**Exercise details**
Please give the data again in full, exactly as provided.

**Stored entries**
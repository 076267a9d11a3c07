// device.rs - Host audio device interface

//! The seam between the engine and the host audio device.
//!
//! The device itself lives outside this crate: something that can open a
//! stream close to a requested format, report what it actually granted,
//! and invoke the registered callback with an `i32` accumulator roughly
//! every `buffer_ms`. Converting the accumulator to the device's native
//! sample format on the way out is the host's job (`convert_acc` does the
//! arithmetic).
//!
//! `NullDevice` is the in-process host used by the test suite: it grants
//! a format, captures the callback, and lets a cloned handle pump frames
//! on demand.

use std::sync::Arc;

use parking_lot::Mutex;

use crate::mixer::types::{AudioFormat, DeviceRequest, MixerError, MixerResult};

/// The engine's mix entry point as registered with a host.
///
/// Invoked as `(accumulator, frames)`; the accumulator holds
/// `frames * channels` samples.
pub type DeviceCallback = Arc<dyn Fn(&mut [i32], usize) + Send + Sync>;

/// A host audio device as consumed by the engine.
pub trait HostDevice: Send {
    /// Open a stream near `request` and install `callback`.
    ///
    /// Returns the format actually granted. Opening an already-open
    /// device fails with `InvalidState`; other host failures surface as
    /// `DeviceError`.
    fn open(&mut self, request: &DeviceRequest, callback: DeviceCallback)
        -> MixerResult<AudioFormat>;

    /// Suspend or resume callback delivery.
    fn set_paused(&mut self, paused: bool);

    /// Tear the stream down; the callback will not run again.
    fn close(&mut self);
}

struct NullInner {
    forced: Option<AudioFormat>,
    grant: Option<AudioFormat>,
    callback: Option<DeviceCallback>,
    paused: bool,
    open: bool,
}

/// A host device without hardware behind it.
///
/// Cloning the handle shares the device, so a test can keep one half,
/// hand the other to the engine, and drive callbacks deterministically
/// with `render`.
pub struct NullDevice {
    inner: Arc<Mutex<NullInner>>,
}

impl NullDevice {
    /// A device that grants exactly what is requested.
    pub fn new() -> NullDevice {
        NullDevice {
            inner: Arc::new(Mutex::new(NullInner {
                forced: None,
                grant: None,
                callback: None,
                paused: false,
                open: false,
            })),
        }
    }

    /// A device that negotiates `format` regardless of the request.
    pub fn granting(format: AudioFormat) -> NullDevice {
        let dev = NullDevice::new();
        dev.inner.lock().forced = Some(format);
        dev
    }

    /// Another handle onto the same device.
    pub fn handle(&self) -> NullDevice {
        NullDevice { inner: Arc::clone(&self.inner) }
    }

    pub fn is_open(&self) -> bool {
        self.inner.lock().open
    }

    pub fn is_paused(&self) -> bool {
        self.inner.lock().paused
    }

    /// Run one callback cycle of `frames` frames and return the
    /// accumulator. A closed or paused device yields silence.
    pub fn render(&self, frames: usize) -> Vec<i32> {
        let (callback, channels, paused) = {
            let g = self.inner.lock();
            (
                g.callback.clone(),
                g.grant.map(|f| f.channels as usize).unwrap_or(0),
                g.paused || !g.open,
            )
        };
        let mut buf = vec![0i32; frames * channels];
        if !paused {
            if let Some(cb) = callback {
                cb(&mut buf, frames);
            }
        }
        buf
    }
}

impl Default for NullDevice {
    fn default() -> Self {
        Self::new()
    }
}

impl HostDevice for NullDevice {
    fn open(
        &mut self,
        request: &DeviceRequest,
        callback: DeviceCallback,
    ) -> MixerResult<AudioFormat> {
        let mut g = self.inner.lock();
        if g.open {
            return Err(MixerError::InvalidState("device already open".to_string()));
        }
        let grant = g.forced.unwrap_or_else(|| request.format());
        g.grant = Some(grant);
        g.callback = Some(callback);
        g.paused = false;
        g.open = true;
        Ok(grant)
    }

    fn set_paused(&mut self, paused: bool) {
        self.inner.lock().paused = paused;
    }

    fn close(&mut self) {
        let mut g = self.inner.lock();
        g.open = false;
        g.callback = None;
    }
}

**Response below**
repository 076267a9d11a3c07
// device.rs - Host audio device interface

//! The seam between the engine and the host audio device.
//!
//! The device itself lives outside this crate: something that can open a
//! stream close to a requested format, report what it actually granted,
//! and invoke the registered callback with an `i32` accumulator roughly
//! every `buffer_ms`. Converting the accumulator to the device's native
//! sample format on the way out is the host's job (`convert_acc` does the
//! arithmetic).
//!
//! `NullDevice` is the in-process host used by the test suite: it grants
//! a format, captures the callback, and lets a cloned handle pump frames
//! on demand.

use std::sync::Arc;

use parking_lot::Mutex;

use crate::mixer::types::{AudioFormat, DeviceRequest, MixerError, MixerResult};

/// The engine's mix entry point as registered with a host.
///
/// Invoked as `(accumulator, frames)`; the accumulator holds
/// `frames * channels` samples.
pub type DeviceCallback = Arc<dyn Fn(&mut [i32], usize) + Send + Sync>;

/// A host audio device as consumed by the engine.
pub trait HostDevice: Send {
    /// Open a stream near `request` and install `callback`.
    ///
    /// Returns the format actually granted. Opening an already-open
    /// device fails with `InvalidState`; other host failures surface as
    /// `DeviceError`.
    fn open(&mut self, request: &DeviceRequest, callback: DeviceCallback)
        -> MixerResult<AudioFormat>;

    /// Suspend or resume callback delivery.
    fn set_paused(&mut self, paused: bool);

    /// Tear the stream down; the callback will not run again.
    fn close(&mut self);
}

struct NullInner {
    forced: Option<AudioFormat>,
    grant: Option<AudioFormat>,
    callback: Option<DeviceCallback>,
    paused: bool,
    open: bool,
}

/// A host device without hardware behind it.
///
/// Cloning the handle shares the device, so a test can keep one half,
/// hand the other to the engine, and drive callbacks deterministically
/// with `render`.
pub struct NullDevice {
    inner: Arc<Mutex<NullInner>>,
}

impl NullDevice {
    /// A device that grants exactly what is requested.
    pub fn new() -> NullDevice {
        NullDevice {
            inner: Arc::new(Mutex::new(NullInner {
                forced: None,
                grant: None,
                callback: None,
                paused: false,
                open: false,
            })),
        }
    }

    /// A device that negotiates `format` regardless of the request.
    pub fn granting(format: AudioFormat) -> NullDevice {
        let dev = NullDevice::new();
        dev.inner.lock().forced = Some(format);
        dev
    }

    /// Another handle onto the same device.
    pub fn handle(&self) -> NullDevice {
        NullDevice { inner: Arc::clone(&self.inner) }
    }

    pub fn is_open(&self) -> bool {
        self.inner.lock().open
    }

    pub fn is_paused(&self) -> bool {
        self.inner.lock().paused
    }

    /// Run one callback cycle of `frames` frames and return the
    /// accumulator. A closed or paused device yields silence.
    pub fn render(&self, frames: usize) -> Vec<i32> {
        let (callback, channels, paused) = {
            let g = self.inner.lock();
            (
                g.callback.clone(),
                g.grant.map(|f| f.channels as usize).unwrap_or(0),
                g.paused || !g.open,
            )
        };
        let mut buf = vec![0i32; frames * channels];
        if !paused {
            if let Some(cb) = callback {
                cb(&mut buf, frames);
            }
        }
        buf
    }
}

impl Default for NullDevice {
    fn default() -> Self {
        Self::new()
    }
}

impl HostDevice for NullDevice {
    fn open(
        &mut self,
        request: &DeviceRequest,
        callback: DeviceCallback,
    ) -> MixerResult<AudioFormat> {
        let mut g = self.inner.lock();
        if g.open {
            return Err(MixerError::InvalidState("device already open".to_string()));
        }
        let grant = g.forced.unwrap_or_else(|| request.format());
        g.grant = Some(grant);
        g.callback = Some(callback);
        g.paused = false;
        g.open = true;
        Ok(grant)
    }

    fn set_paused(&mut self, paused: bool) {
        self.inner.lock().paused = paused;
    }

    fn close(&mut self) {
        let mut g = self.inner.lock();
        g.open = false;
        g.callback = None;
    }
}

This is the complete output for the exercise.